Relieved to walk back into the cottage, we passed a quiet evening and crawled into bed early. The next morning, Rennie awoke listless, pale and had difficulty breathing. He was truly ill and it was apparent he needed to see a doctor. Despite his protests, we took him into the Huntsville hospital emergency room. Small-town hospitals are often underfunded, and service suffers because of it, but not here. They took very good care of my father-in-law.

After CT scans and blood tests, the doctor – who was from Belfast herself – determined he had two blood clots on his lungs and needed to be admitted. When we explained he had no travel insurance, she waived her fee. He was admitted to hospital. Word about the lovely and genteel gentleman from Northern Ireland soon spread among staff, and he got the best care our public health service could offer. Given his lack of insurance, each day in the hospital cost about $3,000, and each test hundreds more. We worked out a deal with staff that he could stay with my husband in the Days Inn down the hill for $64 a night – the hotel had a special rate for families of patients in the hospital – as long as he came back each morning for a check and further tests. Deal. By the end of the ordeal, and prescribed a week’s worth of antibiotics and clot-busting meds, my father-in-law began to feel much better.

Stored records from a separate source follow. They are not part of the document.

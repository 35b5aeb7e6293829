use std::path::Path;

use uuid::Uuid;

use crate::error::AppError;

/// Public prefix under which stored uploads are referenced.
pub const URL_PREFIX: &str = "/uploads";

/// Writes an upload under a generated name and returns its reference path.
pub async fn save(dir: &Path, original_name: &str, bytes: &[u8]) -> Result<String, AppError> {
    tokio::fs::create_dir_all(dir).await?;

    let stored_name = format!("{}.{}", Uuid::now_v7(), extension(original_name));
    tokio::fs::write(dir.join(&stored_name), bytes).await?;

    tracing::debug!("Stored upload {original_name} as {stored_name}");
    Ok(format!("{URL_PREFIX}/{stored_name}"))
}

fn extension(name: &str) -> String {
    Path::new(name)
        .extension()
        .and_then(|e| e.to_str())
        .filter(|e| !e.is_empty() && e.len() <= 8 && e.chars().all(|c| c.is_ascii_alphanumeric()))
        .map(str::to_ascii_lowercase)
        .unwrap_or_else(|| "bin".to_string())
}

#[cfg(test)]
mod tests {
    use super::*;

    #[test]
    fn keeps_safe_extensions_only() {
        assert_eq!(extension("Resume.PDF"), "pdf");
        assert_eq!(extension("../../etc/passwd"), "bin");
        assert_eq!(extension("weird.p d f"), "bin");
        assert_eq!(extension("noext"), "bin");
    }

    #[tokio::test]
    async fn writes_bytes_under_generated_name() {
        let dir = tempfile::tempdir().unwrap();
        let reference = save(dir.path(), "cv.pdf", b"%PDF-1.4").await.unwrap();

        let stored_name = reference.strip_prefix("/uploads/").unwrap();
        assert!(stored_name.ends_with(".pdf"));
        let written = std::fs::read(dir.path().join(stored_name)).unwrap();
        assert_eq!(written, b"%PDF-1.4");
    }
}
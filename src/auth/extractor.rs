use std::convert::Infallible;

use axum::extract::{FromRequestParts, OptionalFromRequestParts};
use axum::http::header::AUTHORIZATION;
use axum::http::request::Parts;
use axum::RequestPartsExt;
use axum_extra::headers::authorization::Bearer;
use axum_extra::headers::Authorization;
use axum_extra::TypedHeader;

use crate::auth::jwt;
use crate::error::AppError;
use crate::state::SharedState;

/// The caller resolved from an `Authorization: Bearer` token.
#[derive(Debug, Clone)]
pub struct AuthUser {
    pub user_id: i64,
}

impl FromRequestParts<SharedState> for AuthUser {
    type Rejection = AppError;

    async fn from_request_parts(
        parts: &mut Parts,
        state: &SharedState,
    ) -> Result<Self, Self::Rejection> {
        let TypedHeader(Authorization(bearer)) = parts
            .extract::<TypedHeader<Authorization<Bearer>>>()
            .await
            .map_err(|_| AppError::Unauthorized("Missing authentication token".to_string()))?;

        let claims = jwt::decode_token(bearer.token(), &state.config.jwt_secret)
            .map_err(|_| AppError::Unauthorized("Invalid or expired token".to_string()))?;

        let user_id = claims
            .user_id()
            .ok_or_else(|| AppError::Unauthorized("Invalid token subject".to_string()))?;

        Ok(AuthUser { user_id })
    }
}

/// `Option<AuthUser>` for routes where signing in is optional. A bad token
/// degrades to an anonymous caller instead of rejecting the request.
impl OptionalFromRequestParts<SharedState> for AuthUser {
    type Rejection = Infallible;

    async fn from_request_parts(
        parts: &mut Parts,
        state: &SharedState,
    ) -> Result<Option<Self>, Self::Rejection> {
        if !parts.headers.contains_key(AUTHORIZATION) {
            return Ok(None);
        }

        match <AuthUser as FromRequestParts<SharedState>>::from_request_parts(parts, state).await {
            Ok(user) => Ok(Some(user)),
            Err(e) => {
                tracing::debug!("Treating caller as anonymous: {e}");
                Ok(None)
            }
        }
    }
}
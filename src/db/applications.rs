use sqlx::AnyPool;

use crate::models::{Application, Timestamp};

pub async fn list_by_user(
    pool: &AnyPool,
    user_id: i64,
) -> Result<Vec<Application>, sqlx::Error> {
    sqlx::query_as::<_, Application>(
        "SELECT * FROM applications WHERE user_id = $1 ORDER BY created_at DESC, id DESC",
    )
    .bind(user_id)
    .fetch_all(pool)
    .await
}

pub async fn create(
    pool: &AnyPool,
    user_id: i64,
    job_id: i64,
    status: &str,
    notes: Option<&str>,
) -> Result<Application, sqlx::Error> {
    sqlx::query_as::<_, Application>(
        "INSERT INTO applications (user_id, job_id, status, notes, created_at)
         VALUES ($1, $2, $3, $4, $5) RETURNING *",
    )
    .bind(user_id)
    .bind(job_id)
    .bind(status)
    .bind(notes)
    .bind(Timestamp::now().to_string())
    .fetch_one(pool)
    .await
}

pub async fn find_by_id(
    pool: &AnyPool,
    id: i64,
    user_id: i64,
) -> Result<Option<Application>, sqlx::Error> {
    sqlx::query_as::<_, Application>("SELECT * FROM applications WHERE id = $1 AND user_id = $2")
        .bind(id)
        .bind(user_id)
        .fetch_optional(pool)
        .await
}

/// Applies whichever of `status` / `notes` is given. Returns `None` when the
/// application does not exist or belongs to someone else.
pub async fn update(
    pool: &AnyPool,
    id: i64,
    user_id: i64,
    status: Option<&str>,
    notes: Option<&str>,
) -> Result<Option<Application>, sqlx::Error> {
    sqlx::query_as::<_, Application>(
        "UPDATE applications
         SET status = COALESCE($3, status),
             notes = COALESCE($4, notes)
         WHERE id = $1 AND user_id = $2 RETURNING *",
    )
    .bind(id)
    .bind(user_id)
    .bind(status)
    .bind(notes)
    .fetch_optional(pool)
    .await
}
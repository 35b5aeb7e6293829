pub mod applications;
pub mod auth;
pub mod jobs;
pub mod resume;
pub mod settings;
pub mod user;

use axum::routing::{get, post, put};
use axum::Router;

use crate::state::SharedState;

pub fn api_routes() -> Router<SharedState> {
    Router::new()
        // Auth
        .route("/auth/register", post(auth::register))
        .route("/auth/login", post(auth::login))
        // User
        .route(
            "/user/profile",
            get(user::get_profile).post(user::update_profile),
        )
        // Jobs
        .route("/jobs", get(jobs::list))
        .route("/jobs/", get(jobs::list))
        .route("/jobs/match", get(jobs::matched))
        .route("/jobs/{id}", get(jobs::get))
        // Applications
        .route(
            "/applications",
            get(applications::list).post(applications::create),
        )
        .route(
            "/applications/",
            get(applications::list).post(applications::create),
        )
        .route(
            "/applications/{id}",
            get(applications::get).put(applications::update),
        )
        // Resume
        .route("/resume", get(resume::list))
        .route("/resume/", get(resume::list))
        .route("/resume/upload", post(resume::upload))
        .route("/resume/update", put(resume::update))
        .route("/resume/analyze-match", post(resume::analyze_match))
        .route("/resume/improve-ai", post(resume::improve_ai))
        .route("/resume/score", get(resume::score))
        .route("/resume/{id}", get(resume::get))
        // Settings
        .route(
            "/settings",
            get(settings::get_settings).put(settings::update_settings),
        )
        .route(
            "/settings/",
            get(settings::get_settings).put(settings::update_settings),
        )
}
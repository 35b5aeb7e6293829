//! Query functions per table over an [`AnyPool`], so the same code runs on the
//! embedded SQLite file and on Postgres. Queries stick to `$N` placeholders
//! and column types both drivers decode through `Any` (integers, floats,
//! text); timestamps and JSON are stored as text.

pub mod applications;
pub mod jobs;
pub mod resumes;
pub mod users;

use sqlx::any::AnyPoolOptions;
use sqlx::migrate::MigrateError;
use sqlx::AnyPool;

#[derive(Debug, Clone, Copy, PartialEq, Eq)]
pub enum Backend {
    Sqlite,
    Postgres,
}

impl Backend {
    pub fn from_url(url: &str) -> Result<Self, String> {
        let scheme = url.split_once(':').map(|(s, _)| s).unwrap_or_default();
        match scheme {
            "sqlite" => Ok(Backend::Sqlite),
            "postgres" | "postgresql" => Ok(Backend::Postgres),
            _ => Err(format!(
                "Unsupported DATABASE_URL scheme '{scheme}': expected sqlite:// or postgres://"
            )),
        }
    }
}

/// Opens a pool for `url`, choosing the driver from its scheme.
pub async fn connect(url: &str, max_connections: u32) -> Result<AnyPool, sqlx::Error> {
    sqlx::any::install_default_drivers();

    AnyPoolOptions::new()
        .max_connections(max_connections)
        .connect(url)
        .await
}

/// Applies the schema for `backend`.
pub async fn migrate(pool: &AnyPool, backend: Backend) -> Result<(), MigrateError> {
    match backend {
        Backend::Sqlite => sqlx::migrate!("./migrations/sqlite").run(pool).await,
        Backend::Postgres => sqlx::migrate!("./migrations/postgres").run(pool).await,
    }
}
use axum::extract::State;
use axum::Json;
use chrono::Duration;

use crate::auth::jwt::{encode_token, Claims};
use crate::auth::password;
use crate::db;
use crate::db::users::NewUser;
use crate::error::AppError;
use crate::schemas::user::{LoginRequest, RegisterRequest, TokenResponse};
use crate::state::SharedState;

fn issue(state: &SharedState, user_id: i64) -> Result<TokenResponse, AppError> {
    let ttl = Duration::minutes(state.config.access_token_ttl_minutes);
    let access_token = encode_token(&Claims::with_ttl(user_id, ttl), &state.config.jwt_secret)
        .map_err(AppError::Internal)?;
    Ok(TokenResponse::bearer(access_token))
}

pub async fn register(
    State(state): State<SharedState>,
    Json(req): Json<RegisterRequest>,
) -> Result<Json<TokenResponse>, AppError> {
    req.validate()?;

    if db::users::find_by_email(&state.pool, &req.email)
        .await?
        .is_some()
    {
        return Err(AppError::BadRequest("Email already registered".to_string()));
    }

    let pw_hash = password::hash(&req.password).map_err(AppError::Internal)?;

    let user = db::users::create(
        &state.pool,
        &NewUser {
            email: &req.email,
            password_hash: &pw_hash,
            full_name: Some(&req.full_name),
            career_role: req.career_role.as_deref(),
            experience_level: req.experience_level.as_deref(),
            location_preference: req.location_preference.as_deref(),
        },
    )
    .await
    .map_err(|e| match e {
        sqlx::Error::Database(ref db_err) if db_err.is_unique_violation() => {
            AppError::BadRequest("Email already registered".to_string())
        }
        _ => AppError::Database(e),
    })?;

    tracing::info!(user_id = user.id, "User registered");

    Ok(Json(issue(&state, user.id)?))
}

pub async fn login(
    State(state): State<SharedState>,
    Json(req): Json<LoginRequest>,
) -> Result<Json<TokenResponse>, AppError> {
    let user = db::users::find_by_email(&state.pool, &req.email)
        .await?
        .ok_or_else(|| AppError::Unauthorized("Incorrect email or password".to_string()))?;

    if !password::verify(&req.password, &user.password_hash) {
        return Err(AppError::Unauthorized(
            "Incorrect email or password".to_string(),
        ));
    }

    Ok(Json(issue(&state, user.id)?))
}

May helped me pack up the cottage. Our week had ended, and we had decided Mark would bring me, the kids and his mum home to Kitchener and return to Huntsville the same day with his mum to help his dad navigate our health system; they’d all arrive home a couple days later to continue the care in Kitchener.

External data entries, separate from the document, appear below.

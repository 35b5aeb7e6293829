use std::sync::LazyLock;

use chrono::{DateTime, Utc};
use regex::Regex;
use serde::{Deserialize, Serialize};

use crate::error::AppError;
use crate::models::User;

static EMAIL_RE: LazyLock<Regex> =
    LazyLock::new(|| Regex::new(r"^[^@\s]+@[^@\s]+\.[^@\s]+$").unwrap());

#[derive(Debug, Deserialize)]
pub struct RegisterRequest {
    pub email: String,
    pub password: String,
    pub full_name: String,
    #[serde(default)]
    pub career_role: Option<String>,
    #[serde(default)]
    pub experience_level: Option<String>,
    #[serde(default)]
    pub location_preference: Option<String>,
}

impl RegisterRequest {
    pub fn validate(&self) -> Result<(), AppError> {
        validate_email(&self.email)?;
        if self.password.is_empty() {
            return Err(AppError::BadRequest("Password is required".to_string()));
        }
        Ok(())
    }
}

#[derive(Debug, Deserialize)]
pub struct LoginRequest {
    pub email: String,
    pub password: String,
}

#[derive(Debug, Serialize)]
pub struct TokenResponse {
    pub access_token: String,
    pub token_type: &'static str,
}

impl TokenResponse {
    pub fn bearer(access_token: String) -> Self {
        Self {
            access_token,
            token_type: "bearer",
        }
    }
}

/// Profile update. Preference fields are overwritten as sent, so an omitted
/// field clears the stored value. Unknown fields (such as a password) are ignored.
#[derive(Debug, Deserialize)]
pub struct ProfileUpdate {
    #[serde(default)]
    pub full_name: Option<String>,
    #[serde(default)]
    pub career_role: Option<String>,
    #[serde(default)]
    pub experience_level: Option<String>,
    #[serde(default)]
    pub location_preference: Option<String>,
}

#[derive(Debug, Serialize)]
pub struct UserResponse {
    pub id: i64,
    pub email: String,
    pub full_name: Option<String>,
    pub career_role: Option<String>,
    pub experience_level: Option<String>,
    pub location_preference: Option<String>,
    pub created_at: DateTime<Utc>,
}

impl From<User> for UserResponse {
    fn from(user: User) -> Self {
        Self {
            id: user.id,
            email: user.email,
            full_name: user.full_name,
            career_role: user.career_role,
            experience_level: user.experience_level,
            location_preference: user.location_preference,
            created_at: user.created_at.0,
        }
    }
}

pub fn validate_email(email: &str) -> Result<(), AppError> {
    if EMAIL_RE.is_match(email) {
        Ok(())
    } else {
        Err(AppError::BadRequest(
            "A valid email address is required".to_string(),
        ))
    }
}

#[cfg(test)]
mod tests {
    use super::*;

    #[test]
    fn accepts_plain_addresses() {
        assert!(validate_email("a@b.com").is_ok());
        assert!(validate_email("first.last+tag@mail.example.org").is_ok());
    }

    #[test]
    fn rejects_malformed_addresses() {
        for bad in ["", "a", "a@b", "@b.com", "a b@c.com", "a@@b.com"] {
            assert!(validate_email(bad).is_err(), "{bad} should be rejected");
        }
    }

    #[test]
    fn register_requires_a_password() {
        let req = RegisterRequest {
            email: "a@b.com".to_string(),
            password: String::new(),
            full_name: "A".to_string(),
            career_role: None,
            experience_level: None,
            location_preference: None,
        };
        assert!(req.validate().is_err());
    }
}
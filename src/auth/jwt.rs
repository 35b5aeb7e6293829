use chrono::{Duration, Utc};
use jsonwebtoken::{decode, encode, DecodingKey, EncodingKey, Header, Validation};
use serde::{Deserialize, Serialize};

/// Lifetime used when a caller does not ask for a specific one.
pub const DEFAULT_TTL_MINUTES: i64 = 15;

#[derive(Debug, Serialize, Deserialize, Clone)]
pub struct Claims {
    /// Stringified user id.
    pub sub: String,
    pub exp: i64,
}

impl Claims {
    pub fn new(user_id: i64) -> Self {
        Self::with_ttl(user_id, Duration::minutes(DEFAULT_TTL_MINUTES))
    }

    pub fn with_ttl(user_id: i64, ttl: Duration) -> Self {
        Self {
            sub: user_id.to_string(),
            exp: (Utc::now() + ttl).timestamp(),
        }
    }

    pub fn user_id(&self) -> Option<i64> {
        self.sub.parse().ok()
    }
}

pub fn encode_token(claims: &Claims, secret: &str) -> Result<String, String> {
    encode(
        &Header::default(),
        claims,
        &EncodingKey::from_secret(secret.as_bytes()),
    )
    .map_err(|e| format!("JWT encode failed: {e}"))
}

pub fn decode_token(token: &str, secret: &str) -> Result<Claims, String> {
    let mut validation = Validation::default();
    validation.leeway = 0;

    decode::<Claims>(
        token,
        &DecodingKey::from_secret(secret.as_bytes()),
        &validation,
    )
    .map(|data| data.claims)
    .map_err(|e| format!("JWT decode failed: {e}"))
}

He unpacked the van, and we decided to send some clean laundry up, so I put some clothes in the wash. A week’s worth of dirty clothes for six people meant there was a lot of laundry. I put on the first load, and went back upstairs to make some food.

Bang, bang, bang went the washing machine during the first rinse. Thump, thump, and then nothing. Sighing, I went downstairs and discovered the machine full of water, but no amount of switching on or off or emptying the tub would make it move.

Sometimes when you’re down, life likes to give you a good kick to keep you down. Our week had been days of illness, sleeplessness, exhaustion, some sunshine and water, and a lot of time spent inside the cottage, the van or the hospital. All I wanted to be was home. I couldn’t help my father-in-law, but he was in good hands. I just needed to be surrounded by familiar things, sleep in my own bed and get the schedule back to some sort of normal.

The machine had broken.

On the first load.

After a week away.

Within an hour of arriving home.

And that’s when I placed a desperate call to my brother, who is a fix-it kind of guy. The gift of a bottle of Irish cream did the trick, if my pleas didn’t. Within a couple of hours, he fixed the machine, and life moved on in the way it does, with one less thing to worry about.

Life went on, in that way it does, where the bumps eventually smooth out and the rips get repaired, and the stitches make us stronger somehow. We said goodbye to May and Rennie when he was well enough to fly home, and it was the hardest goodbye of all. They are all hard goodbyes, when the ones you love live so far away.

And now as Alzheimer’s and dementia have stolen them away from us in other ways, our memories of them when they were well are even more precious. I miss them. A lot.

I think it’s time for a trip to Ireland.